**Exercise brief**.
Work through the listing below, copying each line that carries the word "await".

>>

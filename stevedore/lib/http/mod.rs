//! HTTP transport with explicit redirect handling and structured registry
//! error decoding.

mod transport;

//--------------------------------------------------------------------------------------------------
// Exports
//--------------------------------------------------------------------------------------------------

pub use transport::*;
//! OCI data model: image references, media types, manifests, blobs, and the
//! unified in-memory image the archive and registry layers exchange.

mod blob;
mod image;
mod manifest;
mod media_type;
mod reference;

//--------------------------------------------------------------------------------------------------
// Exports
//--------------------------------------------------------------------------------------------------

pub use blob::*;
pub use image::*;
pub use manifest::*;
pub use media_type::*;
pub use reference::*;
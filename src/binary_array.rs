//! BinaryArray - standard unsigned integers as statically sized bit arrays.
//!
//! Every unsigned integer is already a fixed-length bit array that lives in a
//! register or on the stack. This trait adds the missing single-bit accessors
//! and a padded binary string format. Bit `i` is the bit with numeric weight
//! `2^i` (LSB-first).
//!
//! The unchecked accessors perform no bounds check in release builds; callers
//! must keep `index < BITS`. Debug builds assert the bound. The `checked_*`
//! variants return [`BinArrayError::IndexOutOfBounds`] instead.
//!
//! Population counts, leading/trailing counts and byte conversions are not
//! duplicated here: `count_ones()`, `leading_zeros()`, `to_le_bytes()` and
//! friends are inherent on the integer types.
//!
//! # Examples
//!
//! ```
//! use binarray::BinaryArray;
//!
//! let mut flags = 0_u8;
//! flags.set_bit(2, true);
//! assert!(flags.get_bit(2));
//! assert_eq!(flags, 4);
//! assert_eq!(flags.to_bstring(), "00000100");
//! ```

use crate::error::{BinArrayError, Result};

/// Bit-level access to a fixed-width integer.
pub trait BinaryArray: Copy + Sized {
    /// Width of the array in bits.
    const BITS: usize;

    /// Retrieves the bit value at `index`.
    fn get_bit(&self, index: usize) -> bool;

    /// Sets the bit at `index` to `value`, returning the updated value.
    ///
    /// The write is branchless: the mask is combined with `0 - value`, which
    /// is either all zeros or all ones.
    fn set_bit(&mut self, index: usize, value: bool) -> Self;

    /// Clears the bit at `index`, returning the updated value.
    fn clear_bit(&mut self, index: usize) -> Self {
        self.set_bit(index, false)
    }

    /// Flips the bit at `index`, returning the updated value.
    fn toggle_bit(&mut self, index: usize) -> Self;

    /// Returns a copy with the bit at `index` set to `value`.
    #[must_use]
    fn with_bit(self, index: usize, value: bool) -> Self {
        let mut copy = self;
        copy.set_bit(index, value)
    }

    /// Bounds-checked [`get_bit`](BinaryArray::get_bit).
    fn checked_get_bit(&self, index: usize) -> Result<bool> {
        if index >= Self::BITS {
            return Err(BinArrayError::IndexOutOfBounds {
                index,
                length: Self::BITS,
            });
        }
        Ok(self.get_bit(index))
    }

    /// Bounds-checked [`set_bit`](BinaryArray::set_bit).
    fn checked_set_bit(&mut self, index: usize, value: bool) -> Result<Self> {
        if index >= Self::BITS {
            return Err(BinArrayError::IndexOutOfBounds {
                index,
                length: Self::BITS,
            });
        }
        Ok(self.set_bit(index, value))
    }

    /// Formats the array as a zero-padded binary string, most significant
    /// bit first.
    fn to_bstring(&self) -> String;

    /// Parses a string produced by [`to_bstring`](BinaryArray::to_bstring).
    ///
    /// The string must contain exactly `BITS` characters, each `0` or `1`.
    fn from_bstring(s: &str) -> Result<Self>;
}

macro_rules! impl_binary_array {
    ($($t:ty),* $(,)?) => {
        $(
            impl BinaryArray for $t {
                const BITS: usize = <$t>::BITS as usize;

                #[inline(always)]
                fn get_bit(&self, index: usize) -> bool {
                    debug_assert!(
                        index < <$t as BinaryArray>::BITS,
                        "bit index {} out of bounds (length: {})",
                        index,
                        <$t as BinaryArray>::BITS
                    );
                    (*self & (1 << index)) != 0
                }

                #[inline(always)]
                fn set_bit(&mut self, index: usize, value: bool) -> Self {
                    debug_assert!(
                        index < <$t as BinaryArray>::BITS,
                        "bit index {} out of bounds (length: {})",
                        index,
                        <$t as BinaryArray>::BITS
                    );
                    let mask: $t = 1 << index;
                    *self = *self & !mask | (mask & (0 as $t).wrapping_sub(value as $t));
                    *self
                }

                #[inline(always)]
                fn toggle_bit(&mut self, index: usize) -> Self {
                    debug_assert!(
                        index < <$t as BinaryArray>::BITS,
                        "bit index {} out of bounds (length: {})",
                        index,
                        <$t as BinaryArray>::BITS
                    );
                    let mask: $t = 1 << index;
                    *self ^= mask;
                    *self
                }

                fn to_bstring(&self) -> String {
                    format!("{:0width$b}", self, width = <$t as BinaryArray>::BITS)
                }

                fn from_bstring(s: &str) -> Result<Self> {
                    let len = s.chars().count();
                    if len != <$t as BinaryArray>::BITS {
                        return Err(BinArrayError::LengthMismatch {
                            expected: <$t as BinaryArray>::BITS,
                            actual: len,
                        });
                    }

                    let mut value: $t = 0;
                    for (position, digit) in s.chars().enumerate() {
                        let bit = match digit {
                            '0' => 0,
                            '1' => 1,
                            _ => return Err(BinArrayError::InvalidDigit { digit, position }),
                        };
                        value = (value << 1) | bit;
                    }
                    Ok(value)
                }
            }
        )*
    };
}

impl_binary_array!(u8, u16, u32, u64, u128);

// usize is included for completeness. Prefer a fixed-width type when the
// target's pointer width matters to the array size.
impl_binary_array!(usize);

<<
>>

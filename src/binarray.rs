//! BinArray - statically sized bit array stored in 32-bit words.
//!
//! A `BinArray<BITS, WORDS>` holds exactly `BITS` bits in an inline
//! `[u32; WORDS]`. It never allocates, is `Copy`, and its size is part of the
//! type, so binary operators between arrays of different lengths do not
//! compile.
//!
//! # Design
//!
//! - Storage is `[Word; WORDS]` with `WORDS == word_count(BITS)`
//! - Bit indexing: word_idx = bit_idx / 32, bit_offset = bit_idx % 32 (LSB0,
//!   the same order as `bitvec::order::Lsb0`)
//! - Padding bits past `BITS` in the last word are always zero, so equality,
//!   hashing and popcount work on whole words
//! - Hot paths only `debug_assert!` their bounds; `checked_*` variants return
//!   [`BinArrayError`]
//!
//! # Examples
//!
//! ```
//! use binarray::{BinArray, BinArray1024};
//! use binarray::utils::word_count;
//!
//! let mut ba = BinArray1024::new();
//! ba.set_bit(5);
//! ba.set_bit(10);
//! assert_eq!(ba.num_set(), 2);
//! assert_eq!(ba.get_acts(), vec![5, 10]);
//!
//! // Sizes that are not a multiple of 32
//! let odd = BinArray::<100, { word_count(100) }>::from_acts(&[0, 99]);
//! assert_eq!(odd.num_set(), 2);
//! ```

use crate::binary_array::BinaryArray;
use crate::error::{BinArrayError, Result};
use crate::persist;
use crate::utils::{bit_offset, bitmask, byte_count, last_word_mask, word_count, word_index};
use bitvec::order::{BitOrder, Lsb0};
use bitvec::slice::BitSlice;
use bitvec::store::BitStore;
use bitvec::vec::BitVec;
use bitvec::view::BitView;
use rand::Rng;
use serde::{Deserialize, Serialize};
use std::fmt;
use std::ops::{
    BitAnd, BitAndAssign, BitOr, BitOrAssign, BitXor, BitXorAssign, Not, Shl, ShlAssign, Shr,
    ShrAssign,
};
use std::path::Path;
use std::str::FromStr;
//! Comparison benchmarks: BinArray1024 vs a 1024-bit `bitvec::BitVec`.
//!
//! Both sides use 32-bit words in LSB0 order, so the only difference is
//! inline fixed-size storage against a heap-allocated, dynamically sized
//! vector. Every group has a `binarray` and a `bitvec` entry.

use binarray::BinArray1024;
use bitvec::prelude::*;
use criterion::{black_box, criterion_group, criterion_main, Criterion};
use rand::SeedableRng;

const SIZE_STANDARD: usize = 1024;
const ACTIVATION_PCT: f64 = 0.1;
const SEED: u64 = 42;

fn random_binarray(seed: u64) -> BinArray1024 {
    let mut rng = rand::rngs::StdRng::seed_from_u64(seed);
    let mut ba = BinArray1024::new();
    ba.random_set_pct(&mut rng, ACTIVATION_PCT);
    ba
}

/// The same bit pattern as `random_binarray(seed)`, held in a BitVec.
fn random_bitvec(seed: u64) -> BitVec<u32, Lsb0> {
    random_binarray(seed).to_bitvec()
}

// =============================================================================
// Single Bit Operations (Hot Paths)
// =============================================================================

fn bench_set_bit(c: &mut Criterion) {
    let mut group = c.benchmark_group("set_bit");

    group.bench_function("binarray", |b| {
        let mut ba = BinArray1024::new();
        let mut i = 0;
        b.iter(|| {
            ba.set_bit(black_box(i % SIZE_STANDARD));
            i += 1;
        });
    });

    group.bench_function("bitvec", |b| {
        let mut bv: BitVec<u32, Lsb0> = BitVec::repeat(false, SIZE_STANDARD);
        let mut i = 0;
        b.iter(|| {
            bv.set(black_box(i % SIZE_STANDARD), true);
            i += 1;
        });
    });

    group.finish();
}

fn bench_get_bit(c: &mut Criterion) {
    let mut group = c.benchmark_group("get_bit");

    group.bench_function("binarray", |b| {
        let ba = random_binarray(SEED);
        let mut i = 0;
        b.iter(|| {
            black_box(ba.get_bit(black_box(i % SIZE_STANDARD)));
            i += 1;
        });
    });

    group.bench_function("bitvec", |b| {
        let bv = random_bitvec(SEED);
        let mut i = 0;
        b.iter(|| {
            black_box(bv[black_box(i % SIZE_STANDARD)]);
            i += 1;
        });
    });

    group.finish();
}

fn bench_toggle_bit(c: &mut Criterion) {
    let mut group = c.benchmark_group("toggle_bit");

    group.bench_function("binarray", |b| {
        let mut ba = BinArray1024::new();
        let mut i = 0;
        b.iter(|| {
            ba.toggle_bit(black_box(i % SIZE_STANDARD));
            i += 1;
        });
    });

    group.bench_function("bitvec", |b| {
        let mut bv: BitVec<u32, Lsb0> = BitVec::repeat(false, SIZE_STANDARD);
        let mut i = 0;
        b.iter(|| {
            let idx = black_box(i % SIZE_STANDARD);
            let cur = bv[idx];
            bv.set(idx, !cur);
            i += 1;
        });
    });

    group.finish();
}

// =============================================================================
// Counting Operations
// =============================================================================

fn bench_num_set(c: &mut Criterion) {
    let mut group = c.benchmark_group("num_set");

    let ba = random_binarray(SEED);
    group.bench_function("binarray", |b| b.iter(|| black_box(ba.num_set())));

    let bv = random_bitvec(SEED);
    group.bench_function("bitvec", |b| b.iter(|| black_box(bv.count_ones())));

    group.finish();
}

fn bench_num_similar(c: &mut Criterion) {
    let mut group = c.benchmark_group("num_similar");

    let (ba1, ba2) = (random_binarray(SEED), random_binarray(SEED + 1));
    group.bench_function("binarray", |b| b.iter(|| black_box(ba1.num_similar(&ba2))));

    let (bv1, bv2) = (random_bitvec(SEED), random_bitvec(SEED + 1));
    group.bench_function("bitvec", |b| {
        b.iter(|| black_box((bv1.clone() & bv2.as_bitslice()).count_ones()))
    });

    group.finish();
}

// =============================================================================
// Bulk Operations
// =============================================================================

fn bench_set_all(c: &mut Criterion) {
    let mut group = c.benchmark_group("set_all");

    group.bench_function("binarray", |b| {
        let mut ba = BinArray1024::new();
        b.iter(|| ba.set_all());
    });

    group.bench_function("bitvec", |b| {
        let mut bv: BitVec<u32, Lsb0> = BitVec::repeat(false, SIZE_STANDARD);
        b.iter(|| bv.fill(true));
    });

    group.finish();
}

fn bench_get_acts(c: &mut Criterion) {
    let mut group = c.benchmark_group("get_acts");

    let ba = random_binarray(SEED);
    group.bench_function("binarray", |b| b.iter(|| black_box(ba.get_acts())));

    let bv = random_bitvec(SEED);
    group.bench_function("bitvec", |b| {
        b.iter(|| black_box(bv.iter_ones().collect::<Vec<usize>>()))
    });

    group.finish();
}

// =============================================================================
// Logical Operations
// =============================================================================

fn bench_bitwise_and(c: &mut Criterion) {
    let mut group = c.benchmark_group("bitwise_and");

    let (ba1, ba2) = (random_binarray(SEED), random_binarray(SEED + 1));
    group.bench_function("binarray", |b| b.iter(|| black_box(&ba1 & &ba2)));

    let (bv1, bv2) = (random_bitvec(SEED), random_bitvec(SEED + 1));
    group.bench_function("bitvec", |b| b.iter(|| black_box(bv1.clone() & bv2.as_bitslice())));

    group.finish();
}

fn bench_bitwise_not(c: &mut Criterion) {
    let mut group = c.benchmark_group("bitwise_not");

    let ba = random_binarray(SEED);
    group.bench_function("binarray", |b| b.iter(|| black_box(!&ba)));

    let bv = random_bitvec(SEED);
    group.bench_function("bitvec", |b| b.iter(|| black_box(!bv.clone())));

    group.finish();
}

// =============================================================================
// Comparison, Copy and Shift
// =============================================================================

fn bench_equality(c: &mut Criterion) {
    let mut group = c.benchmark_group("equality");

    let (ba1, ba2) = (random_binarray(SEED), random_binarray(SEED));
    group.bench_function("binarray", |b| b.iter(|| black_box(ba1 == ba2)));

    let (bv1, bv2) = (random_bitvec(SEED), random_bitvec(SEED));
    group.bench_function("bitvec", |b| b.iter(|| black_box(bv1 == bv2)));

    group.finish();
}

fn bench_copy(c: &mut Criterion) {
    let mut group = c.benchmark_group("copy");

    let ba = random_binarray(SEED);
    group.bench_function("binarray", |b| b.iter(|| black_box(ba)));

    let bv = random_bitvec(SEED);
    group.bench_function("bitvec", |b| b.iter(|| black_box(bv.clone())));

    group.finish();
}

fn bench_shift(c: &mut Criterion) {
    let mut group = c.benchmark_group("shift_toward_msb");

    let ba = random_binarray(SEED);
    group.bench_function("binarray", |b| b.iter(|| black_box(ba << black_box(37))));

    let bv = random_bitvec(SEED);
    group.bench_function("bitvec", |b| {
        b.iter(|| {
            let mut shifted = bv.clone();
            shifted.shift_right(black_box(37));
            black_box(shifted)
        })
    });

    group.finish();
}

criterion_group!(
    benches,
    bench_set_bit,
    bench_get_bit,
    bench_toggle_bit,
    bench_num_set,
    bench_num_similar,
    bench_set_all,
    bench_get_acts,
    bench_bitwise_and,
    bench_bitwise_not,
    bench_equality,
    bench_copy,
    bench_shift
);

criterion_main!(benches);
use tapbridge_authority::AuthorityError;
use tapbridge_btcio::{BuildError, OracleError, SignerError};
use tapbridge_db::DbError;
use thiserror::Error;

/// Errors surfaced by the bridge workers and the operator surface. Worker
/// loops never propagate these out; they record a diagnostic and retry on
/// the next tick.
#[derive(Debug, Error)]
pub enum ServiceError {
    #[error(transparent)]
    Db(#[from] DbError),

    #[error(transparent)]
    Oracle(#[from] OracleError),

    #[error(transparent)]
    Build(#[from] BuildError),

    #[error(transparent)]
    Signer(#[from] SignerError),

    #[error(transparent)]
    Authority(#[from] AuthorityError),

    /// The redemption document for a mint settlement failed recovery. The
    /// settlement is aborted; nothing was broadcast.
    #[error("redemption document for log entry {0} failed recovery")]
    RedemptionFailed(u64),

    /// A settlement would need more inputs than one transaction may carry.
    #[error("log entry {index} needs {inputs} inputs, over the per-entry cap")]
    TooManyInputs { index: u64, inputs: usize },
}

<<
>>

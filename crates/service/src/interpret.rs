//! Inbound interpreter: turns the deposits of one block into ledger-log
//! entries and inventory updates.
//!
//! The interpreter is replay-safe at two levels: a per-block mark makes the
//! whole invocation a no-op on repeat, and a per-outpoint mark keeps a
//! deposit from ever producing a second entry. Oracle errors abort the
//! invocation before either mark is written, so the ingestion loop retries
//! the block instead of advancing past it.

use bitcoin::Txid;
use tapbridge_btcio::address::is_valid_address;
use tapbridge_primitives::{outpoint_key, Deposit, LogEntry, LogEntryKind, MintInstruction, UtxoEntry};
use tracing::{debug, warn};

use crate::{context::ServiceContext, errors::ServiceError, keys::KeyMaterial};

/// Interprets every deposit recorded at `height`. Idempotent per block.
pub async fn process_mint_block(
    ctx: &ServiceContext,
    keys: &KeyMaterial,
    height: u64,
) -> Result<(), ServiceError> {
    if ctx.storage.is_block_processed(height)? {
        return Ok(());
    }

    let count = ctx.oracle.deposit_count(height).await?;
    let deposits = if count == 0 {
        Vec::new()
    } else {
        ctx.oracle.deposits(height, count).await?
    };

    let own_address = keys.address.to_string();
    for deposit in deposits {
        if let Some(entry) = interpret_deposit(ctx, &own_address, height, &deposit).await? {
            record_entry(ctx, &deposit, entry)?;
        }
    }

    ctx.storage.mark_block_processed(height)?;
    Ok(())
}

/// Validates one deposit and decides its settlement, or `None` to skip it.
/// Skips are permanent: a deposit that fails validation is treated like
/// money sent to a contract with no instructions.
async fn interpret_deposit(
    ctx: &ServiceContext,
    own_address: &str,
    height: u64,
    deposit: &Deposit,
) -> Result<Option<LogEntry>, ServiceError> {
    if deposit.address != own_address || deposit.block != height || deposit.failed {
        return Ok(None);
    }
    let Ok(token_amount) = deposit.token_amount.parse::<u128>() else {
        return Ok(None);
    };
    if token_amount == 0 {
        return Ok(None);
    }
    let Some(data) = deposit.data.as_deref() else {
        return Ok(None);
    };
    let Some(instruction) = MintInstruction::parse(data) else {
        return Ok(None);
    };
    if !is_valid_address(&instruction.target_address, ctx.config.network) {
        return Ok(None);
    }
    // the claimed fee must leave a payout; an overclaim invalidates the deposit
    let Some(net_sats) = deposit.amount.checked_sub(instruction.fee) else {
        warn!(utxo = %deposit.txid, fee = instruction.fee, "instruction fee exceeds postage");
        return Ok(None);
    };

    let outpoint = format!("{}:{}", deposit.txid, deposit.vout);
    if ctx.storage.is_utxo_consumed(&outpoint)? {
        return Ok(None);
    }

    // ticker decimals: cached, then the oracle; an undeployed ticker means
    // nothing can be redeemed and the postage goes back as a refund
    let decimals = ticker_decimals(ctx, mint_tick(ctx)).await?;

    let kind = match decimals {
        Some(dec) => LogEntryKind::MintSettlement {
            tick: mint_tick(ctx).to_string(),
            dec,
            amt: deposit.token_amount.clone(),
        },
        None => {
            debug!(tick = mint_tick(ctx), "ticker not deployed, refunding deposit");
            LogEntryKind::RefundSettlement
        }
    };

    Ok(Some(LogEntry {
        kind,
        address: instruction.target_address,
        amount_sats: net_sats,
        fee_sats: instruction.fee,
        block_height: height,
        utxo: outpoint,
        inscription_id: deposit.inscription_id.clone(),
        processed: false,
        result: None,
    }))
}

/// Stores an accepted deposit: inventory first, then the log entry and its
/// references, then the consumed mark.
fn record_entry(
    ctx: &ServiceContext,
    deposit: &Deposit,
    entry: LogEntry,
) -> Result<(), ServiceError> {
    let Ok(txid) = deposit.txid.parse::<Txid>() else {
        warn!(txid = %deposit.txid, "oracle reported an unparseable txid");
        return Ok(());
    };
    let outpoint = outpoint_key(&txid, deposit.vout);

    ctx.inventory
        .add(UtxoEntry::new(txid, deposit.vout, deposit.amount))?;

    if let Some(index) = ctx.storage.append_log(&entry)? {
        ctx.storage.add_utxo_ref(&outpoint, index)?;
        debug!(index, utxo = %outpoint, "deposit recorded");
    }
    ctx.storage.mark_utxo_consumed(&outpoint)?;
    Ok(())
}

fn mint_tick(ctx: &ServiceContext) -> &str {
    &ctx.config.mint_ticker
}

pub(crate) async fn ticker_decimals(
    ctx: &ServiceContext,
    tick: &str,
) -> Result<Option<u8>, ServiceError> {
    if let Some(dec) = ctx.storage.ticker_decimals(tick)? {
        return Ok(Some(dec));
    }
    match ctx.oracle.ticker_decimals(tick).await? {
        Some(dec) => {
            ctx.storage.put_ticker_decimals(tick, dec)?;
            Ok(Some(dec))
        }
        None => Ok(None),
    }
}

<<

**Solution to this problem**.
    let count = ctx.oracle.deposit_count(height).await?;
        ctx.oracle.deposits(height, count).await?
        if let Some(entry) = interpret_deposit(ctx, &own_address, height, &deposit).await? {
    let decimals = ticker_decimals(ctx, mint_tick(ctx)).await?;
    match ctx.oracle.ticker_decimals(tick).await? {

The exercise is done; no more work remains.